What to produce.
Write out again only the lines that run from the start of the entries to the line containing "pub gyro: [i16;", both included.

Saved data entries
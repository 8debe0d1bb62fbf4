//! Periodic sampling engine.
//!
//! [`Sampler::tick`] is invoked by the platform's fixed-rate scheduler. Each tick
//! performs at most one burst transaction, converts the raw counts to physical
//! units, runs them through the [`FilterStage`] and feeds the accumulator.

use core::sync::atomic::{AtomicBool, AtomicU16, Ordering};

use crate::accumulator::Accumulator;
use crate::filter::FilterStage;
use crate::interface::{BurstFrame, Mpu6000Interface};
use crate::lock::BusLock;
use crate::log;
use crate::params::{GyroRange, GRAVITY_MSS};
use crate::registers::{
    REG_ACCEL_XOUT_H, REG_GYRO_XOUT_H, REG_TEMP_OUT_H, SENSOR_DATA_BYTES,
};

/// One decoded accel/temperature/gyro block.
#[derive(Debug, Clone, Copy, PartialEq, Eq)]
#[cfg_attr(feature = "defmt", derive(defmt::Format))]
pub struct RawSample {
    /// Accelerometer counts (X, Y, Z).
    pub accel: [i16; 3],
    /// Die temperature counts.
    pub temperature: i16,
    /// Gyroscope counts (X, Y, Z).
    pub gyro: [i16; 3],
    /// `INT_STATUS` captured with the sample.
    pub status: u8,
}

impl RawSample {
    /// Decodes the big-endian `ACCEL_XOUT_H..GYRO_ZOUT_L` block.
    pub fn parse(bytes: &[u8], status: u8) -> Option<Self> {
        if bytes.len() < SENSOR_DATA_BYTES {
            return None;
        }
        let word = |register: u8| {
            let at = usize::from(register - REG_ACCEL_XOUT_H);
            i16::from_be_bytes([bytes[at], bytes[at + 1]])
        };
        let triple = |first: u8| [word(first), word(first + 2), word(first + 4)];
        Some(Self {
            accel: triple(REG_ACCEL_XOUT_H),
            temperature: word(REG_TEMP_OUT_H),
            gyro: triple(REG_GYRO_XOUT_H),
            status,
        })
    }
}

/// Conversion factors from raw counts to physical units.
#[derive(Debug, Clone, Copy, PartialEq)]
pub struct Scaling {
    /// rad/s per gyro count.
    pub gyro_rad_per_lsb: f32,
    /// m/s² per accel count.
    pub accel_mss_per_lsb: f32,
}

impl Scaling {
    /// Builds scaling for the programmed gyro range and measured accel sensitivity.
    pub fn new(gyro_range: GyroRange, accel_lsb_per_g: f32) -> Self {
        Self {
            gyro_rad_per_lsb: gyro_range.rad_per_lsb(),
            accel_mss_per_lsb: GRAVITY_MSS / accel_lsb_per_g,
        }
    }

    /// Gyro counts to rad/s.
    pub fn gyro(&self, raw: [i16; 3]) -> [f32; 3] {
        raw.map(|v| f32::from(v) * self.gyro_rad_per_lsb)
    }

    /// Accel counts to m/s².
    pub fn accel(&self, raw: [i16; 3]) -> [f32; 3] {
        raw.map(|v| f32::from(v) * self.accel_mss_per_lsb)
    }
}

/// State reachable only while holding the bus lock.
pub struct BusCore<IFACE> {
    pub(crate) interface: IFACE,
    pub(crate) frame: BurstFrame,
    pub(crate) filter: FilterStage,
    pub(crate) scaling: Scaling,
}

impl<IFACE> BusCore<IFACE> {
    pub(crate) const fn new(interface: IFACE, filter: FilterStage, scaling: Scaling) -> Self {
        Self {
            interface,
            frame: BurstFrame::new(),
            filter,
            scaling,
        }
    }

    /// Provides mutable access to the transport.
    pub fn interface_mut(&mut self) -> &mut IFACE {
        &mut self.interface
    }

    /// Active filter stage.
    pub fn filter(&self) -> &FilterStage {
        &self.filter
    }

    /// Active unit conversion.
    pub fn scaling(&self) -> Scaling {
        self.scaling
    }
}

/// Health flag plus the consecutive sampling-failure streak.
///
/// Only the sampling context writes the counter, so plain loads and stores suffice.
pub struct Health {
    healthy: AtomicBool,
    consecutive_errors: AtomicU16,
    threshold: u16,
}

impl Health {
    /// Creates an unhealthy record; bring-up marks it healthy.
    pub const fn new(threshold: u16) -> Self {
        Self {
            healthy: AtomicBool::new(false),
            consecutive_errors: AtomicU16::new(0),
            threshold: if threshold == 0 { 1 } else { threshold },
        }
    }

    /// Returns `true` while the instance may report samples.
    pub fn is_healthy(&self) -> bool {
        self.healthy.load(Ordering::Acquire)
    }

    /// Length of the current failure streak.
    pub fn consecutive_errors(&self) -> u16 {
        self.consecutive_errors.load(Ordering::Relaxed)
    }

    pub(crate) fn record_success(&self) {
        self.consecutive_errors.store(0, Ordering::Relaxed);
    }

    /// Counts a failure; returns `true` if this one made the instance unhealthy.
    pub(crate) fn record_failure(&self) -> bool {
        let streak = self.consecutive_errors().saturating_add(1);
        self.consecutive_errors.store(streak, Ordering::Relaxed);
        if streak >= self.threshold && self.is_healthy() {
            self.healthy.store(false, Ordering::Release);
            return true;
        }
        false
    }

    pub(crate) fn mark_healthy(&self) {
        self.consecutive_errors.store(0, Ordering::Relaxed);
        self.healthy.store(true, Ordering::Release);
    }

    pub(crate) fn mark_unhealthy(&self) {
        self.healthy.store(false, Ordering::Release);
    }
}

/// Everything the sampling and consumer contexts share.
pub struct Shared<IFACE> {
    pub(crate) bus: BusLock<BusCore<IFACE>>,
    pub(crate) accumulator: Accumulator,
    pub(crate) health: Health,
}

/// Result of a single sampling tick.
#[derive(Debug, Clone, Copy, PartialEq, Eq)]
#[cfg_attr(feature = "defmt", derive(defmt::Format))]
pub enum TickOutcome {
    /// This many samples were accumulated.
    Sampled(usize),
    /// The transaction succeeded but carried no new data.
    NoData,
    /// The configuration path held the bus; nothing was touched.
    Skipped,
    /// The transaction failed; counted towards the health threshold.
    BusError,
    /// The instance has been marked unhealthy and no longer samples.
    Unhealthy,
}

/// Sampling-context handle produced by [`Mpu6000::split`](crate::Mpu6000::split).
pub struct Sampler<'a, IFACE> {
    shared: &'a Shared<IFACE>,
    period_us: u32,
}

impl<'a, IFACE> Sampler<'a, IFACE> {
    pub(crate) fn new(shared: &'a Shared<IFACE>, period_us: u32) -> Self {
        Self { shared, period_us }
    }

    /// Period at which the scheduler must call [`Sampler::tick`].
    pub fn period_us(&self) -> u32 {
        self.period_us
    }
}

impl<IFACE> Sampler<'_, IFACE>
where
    IFACE: Mpu6000Interface,
{
    /// Runs one sampling cycle. Never blocks.
    pub fn tick(&mut self) -> TickOutcome {
        let shared = self.shared;
        if !shared.health.is_healthy() {
            return TickOutcome::Unhealthy;
        }

        let Some(mut guard) = shared.bus.try_acquire() else {
            log::trace!("MPU6000: bus busy, tick skipped");
            return TickOutcome::Skipped;
        };
        let core = &mut *guard;

        let read = match core.interface.read_burst(&mut core.frame) {
            Ok(read) => read,
            Err(_) => {
                if shared.health.record_failure() {
                    log::error!(
                        "MPU6000: {} consecutive bus failures, marking unhealthy",
                        shared.health.consecutive_errors()
                    );
                }
                return TickOutcome::BusError;
            }
        };
        shared.health.record_success();

        if read.is_empty() {
            return TickOutcome::NoData;
        }

        let mut accumulated = 0;
        for index in 0..read.samples {
            let Some(raw) = core
                .frame
                .sample(read, index)
                .and_then(|bytes| RawSample::parse(bytes, core.frame.int_status))
            else {
                break;
            };

            let gyro = core.scaling.gyro(raw.gyro);
            let accel = core.scaling.accel(raw.accel);
            let (gyro, accel) = core.filter.apply(gyro, accel);
            shared.accumulator.accumulate(gyro, accel);
            accumulated += 1;
        }

        TickOutcome::Sampled(accumulated)
    }
}

#[cfg(test)]
mod tests {
    use super::*;
    use crate::testing::{sample_bytes, BurstScript, FakeBus};

    fn shared(bus: FakeBus, filter: FilterStage, threshold: u16) -> Shared<FakeBus> {
        let scaling = Scaling::new(GyroRange::Dps2000, 4_096.0);
        let shared = Shared {
            bus: BusLock::new(BusCore::new(bus, filter, scaling)),
            accumulator: Accumulator::new(1),
            health: Health::new(threshold),
        };
        shared.health.mark_healthy();
        shared
    }

    #[test]
    fn parses_big_endian_block() {
        let mut bytes = sample_bytes([1, -2, 4096], [-16, 0, 300]);
        bytes[6..8].copy_from_slice(&(-521i16).to_be_bytes());
        let raw = RawSample::parse(&bytes, 0x01).expect("full block");
        assert_eq!(raw.accel, [1, -2, 4096]);
        assert_eq!(raw.temperature, -521);
        assert_eq!(raw.gyro, [-16, 0, 300]);
        assert_eq!(raw.status, 0x01);
        assert!(RawSample::parse(&bytes[..10], 0).is_none());
    }

    #[test]
    fn scaling_matches_range_sensitivity() {
        let scaling = Scaling::new(GyroRange::Dps2000, 4_096.0);
        let accel = scaling.accel([4_096, 0, -4_096]);
        assert!((accel[0] - GRAVITY_MSS).abs() < 1e-5);
        assert!((accel[2] + GRAVITY_MSS).abs() < 1e-5);

        let gyro = scaling.gyro([164, 0, 0]);
        assert!((gyro[0] - 10.0f32.to_radians()).abs() < 1e-5);
    }

    #[test]
    fn identical_ticks_sum_linearly() {
        let mut bus = FakeBus::new();
        bus.default_burst = BurstScript::Sample(sample_bytes([0, 0, 4_096], [164, 0, 0]));
        let shared = shared(bus, FilterStage::PassThrough, 10);
        let mut sampler = Sampler::new(&shared, 5_000);

        for _ in 0..25 {
            assert_eq!(sampler.tick(), TickOutcome::Sampled(1));
        }

        let state = shared.accumulator.snapshot();
        assert_eq!(state.count, 25);
        assert!((state.accel_sum[2] - 25.0 * GRAVITY_MSS).abs() < 1e-3);

        let avg = shared.accumulator.drain().expect("samples");
        assert!((avg.accel[2] - GRAVITY_MSS).abs() < 1e-4);
        assert!((avg.gyro[0] - 10.0f32.to_radians()).abs() < 1e-5);
    }

    #[test]
    fn empty_burst_leaves_accumulator_untouched() {
        let mut bus = FakeBus::new();
        bus.default_burst = BurstScript::Empty;
        let shared = shared(bus, FilterStage::PassThrough, 10);
        let mut sampler = Sampler::new(&shared, 5_000);

        assert_eq!(sampler.tick(), TickOutcome::NoData);
        assert_eq!(shared.accumulator.count(), 0);
        assert!(!shared.accumulator.sample_available());
        assert_eq!(shared.health.consecutive_errors(), 0);
    }

    #[test]
    fn held_lock_skips_tick_then_resumes() {
        let mut bus = FakeBus::new();
        bus.default_burst = BurstScript::Sample(sample_bytes([1, 2, 3], [4, 5, 6]));
        let shared = shared(bus, FilterStage::PassThrough, 10);
        let mut sampler = Sampler::new(&shared, 5_000);

        let guard = shared.bus.try_acquire().expect("lock free");
        assert_eq!(sampler.tick(), TickOutcome::Skipped);
        assert_eq!(shared.accumulator.count(), 0);
        drop(guard);

        assert_eq!(sampler.tick(), TickOutcome::Sampled(1));
        assert_eq!(shared.accumulator.count(), 1);
        assert_eq!(shared.bus.try_acquire().expect("lock free").interface.burst_calls, 1);
    }

    #[test]
    fn failure_streak_marks_instance_unhealthy() {
        let mut bus = FakeBus::new();
        bus.default_burst = BurstScript::Fail;
        let shared = shared(bus, FilterStage::PassThrough, 10);
        let mut sampler = Sampler::new(&shared, 5_000);

        for _ in 0..9 {
            assert_eq!(sampler.tick(), TickOutcome::BusError);
        }
        assert!(shared.health.is_healthy());
        assert_eq!(sampler.tick(), TickOutcome::BusError);
        assert!(!shared.health.is_healthy());

        shared.bus.try_acquire().expect("lock free").interface.default_burst =
            BurstScript::Sample(sample_bytes([0; 3], [0; 3]));
        assert_eq!(sampler.tick(), TickOutcome::Unhealthy);
        assert_eq!(shared.accumulator.count(), 0);
    }

    #[test]
    fn success_clears_failure_streak() {
        let mut bus = FakeBus::new();
        bus.script.extend([BurstScript::Fail, BurstScript::Fail]);
        bus.default_burst = BurstScript::Sample(sample_bytes([0; 3], [0; 3]));
        let shared = shared(bus, FilterStage::PassThrough, 3);
        let mut sampler = Sampler::new(&shared, 5_000);

        assert_eq!(sampler.tick(), TickOutcome::BusError);
        assert_eq!(sampler.tick(), TickOutcome::BusError);
        assert_eq!(shared.health.consecutive_errors(), 2);
        assert_eq!(sampler.tick(), TickOutcome::Sampled(1));
        assert_eq!(shared.health.consecutive_errors(), 0);
        assert!(shared.health.is_healthy());
    }
}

Solution to this exercise.
repository 8debe0d1bb62fbf4
//! Periodic sampling engine.
//!
//! [`Sampler::tick`] is invoked by the platform's fixed-rate scheduler. Each tick
//! performs at most one burst transaction, converts the raw counts to physical
//! units, runs them through the [`FilterStage`] and feeds the accumulator.

use core::sync::atomic::{AtomicBool, AtomicU16, Ordering};

use crate::accumulator::Accumulator;
use crate::filter::FilterStage;
use crate::interface::{BurstFrame, Mpu6000Interface};
use crate::lock::BusLock;
use crate::log;
use crate::params::{GyroRange, GRAVITY_MSS};
use crate::registers::{
    REG_ACCEL_XOUT_H, REG_GYRO_XOUT_H, REG_TEMP_OUT_H, SENSOR_DATA_BYTES,
};

/// One decoded accel/temperature/gyro block.
#[derive(Debug, Clone, Copy, PartialEq, Eq)]
#[cfg_attr(feature = "defmt", derive(defmt::Format))]
pub struct RawSample {
    /// Accelerometer counts (X, Y, Z).
    pub accel: [i16; 3],
    /// Die temperature counts.
    pub temperature: i16,
    /// Gyroscope counts (X, Y, Z).
    pub gyro: [i16; 3],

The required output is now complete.